──────── Exercise input ────────

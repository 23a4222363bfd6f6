//! Multi-target kill orchestration.
//!
//! Resolves ports to processes, asks the caller to confirm each one, and
//! stops them with the requested policy. Targets are processed one after
//! another; a failed target is recorded and does not stop the rest.

use tracing::debug;

use crate::adapters::{NixSignaler, PortScanner};
use crate::domain::{KillOutcome, KillReport, KillTarget, SignalPolicy};
use crate::ports::{BindingSource, ProcessSignaler};

use super::{Resolver, Terminator};

/// What to do with each process found.
#[derive(Debug, Clone, Copy, PartialEq, Eq)]
pub struct KillRequest {
    pub policy: SignalPolicy,
    /// Kill every process sharing a port instead of refusing.
    pub all: bool,
    /// Record what would be signalled without signalling.
    pub dry_run: bool,
}

impl KillRequest {
    pub fn new(policy: SignalPolicy) -> Self {
        Self {
            policy,
            all: false,
            dry_run: false,
        }
    }
}

/// Application service behind direct port and PID invocations.
#[derive(Debug, Clone)]
pub struct KillService<S: BindingSource = PortScanner, K: ProcessSignaler = NixSignaler> {
    resolver: Resolver<S>,
    terminator: Terminator<K>,
}

impl KillService<PortScanner, NixSignaler> {
    /// Service over the running system.
    pub fn system() -> Self {
        Self::new(Resolver::system(), Terminator::system())
    }
}

impl<S: BindingSource, K: ProcessSignaler> KillService<S, K> {
    pub fn new(resolver: Resolver<S>, terminator: Terminator<K>) -> Self {
        Self {
            resolver,
            terminator,
        }
    }

    /// Stop the processes listening on each of `ports`.
    ///
    /// `confirm` is asked once per process (never on a dry run); returning
    /// false skips that process.
    pub async fn kill_ports<F>(&self, ports: &[u16], request: &KillRequest, mut confirm: F) -> KillReport
    where
        F: FnMut(&KillTarget) -> bool,
    {
        let mut report = KillReport::new();

        for &port in ports {
            let matches = match self.resolver.find_by_port(i64::from(port)).await {
                Ok(matches) => matches,
                Err(e) => {
                    report.fail(format!("port {}: {}", port, e));
                    continue;
                }
            };

            if matches.is_empty() {
                report.fail(format!("no process listening on port {}", port));
                continue;
            }

            if matches.len() > 1 && !request.all {
                let pids: Vec<String> = matches.iter().map(|b| b.pid().to_string()).collect();
                report.fail(format!(
                    "multiple processes on port {}: {}. Use --all to kill all",
                    port,
                    pids.join(", ")
                ));
                continue;
            }

            for binding in matches {
                self.kill_target(KillTarget::Binding(binding), request, &mut confirm, &mut report)
                    .await;
            }
        }

        report
    }

    /// Stop each of `pids` directly, without resolving ports.
    pub async fn kill_pids<F>(&self, pids: &[u32], request: &KillRequest, mut confirm: F) -> KillReport
    where
        F: FnMut(&KillTarget) -> bool,
    {
        let mut report = KillReport::new();
        for &pid in pids {
            self.kill_target(KillTarget::Pid(pid), request, &mut confirm, &mut report)
                .await;
        }
        report
    }

    async fn kill_target<F>(
        &self,
        target: KillTarget,
        request: &KillRequest,
        confirm: &mut F,
        report: &mut KillReport,
    ) where
        F: FnMut(&KillTarget) -> bool,
    {
        if request.dry_run {
            report.record(KillOutcome::Planned {
                target,
                signal: request.policy.signal(),
            });
            return;
        }

        if !confirm(&target) {
            debug!(pid = target.pid(), "Kill declined");
            report.record(KillOutcome::Skipped { target });
            return;
        }

        match self.terminator.apply(target.pid(), request.policy).await {
            Ok(termination) => report.record(KillOutcome::Killed {
                target,
                termination,
            }),
            Err(e) => report.fail(format!("{}: {}", target, e)),
        }
    }
}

────────

**Your task**
If a line in the entries above contains the word "Clone", copy it.

**Exercise output**
#[derive(Debug, Clone, Copy, PartialEq, Eq)]
#[derive(Debug, Clone)]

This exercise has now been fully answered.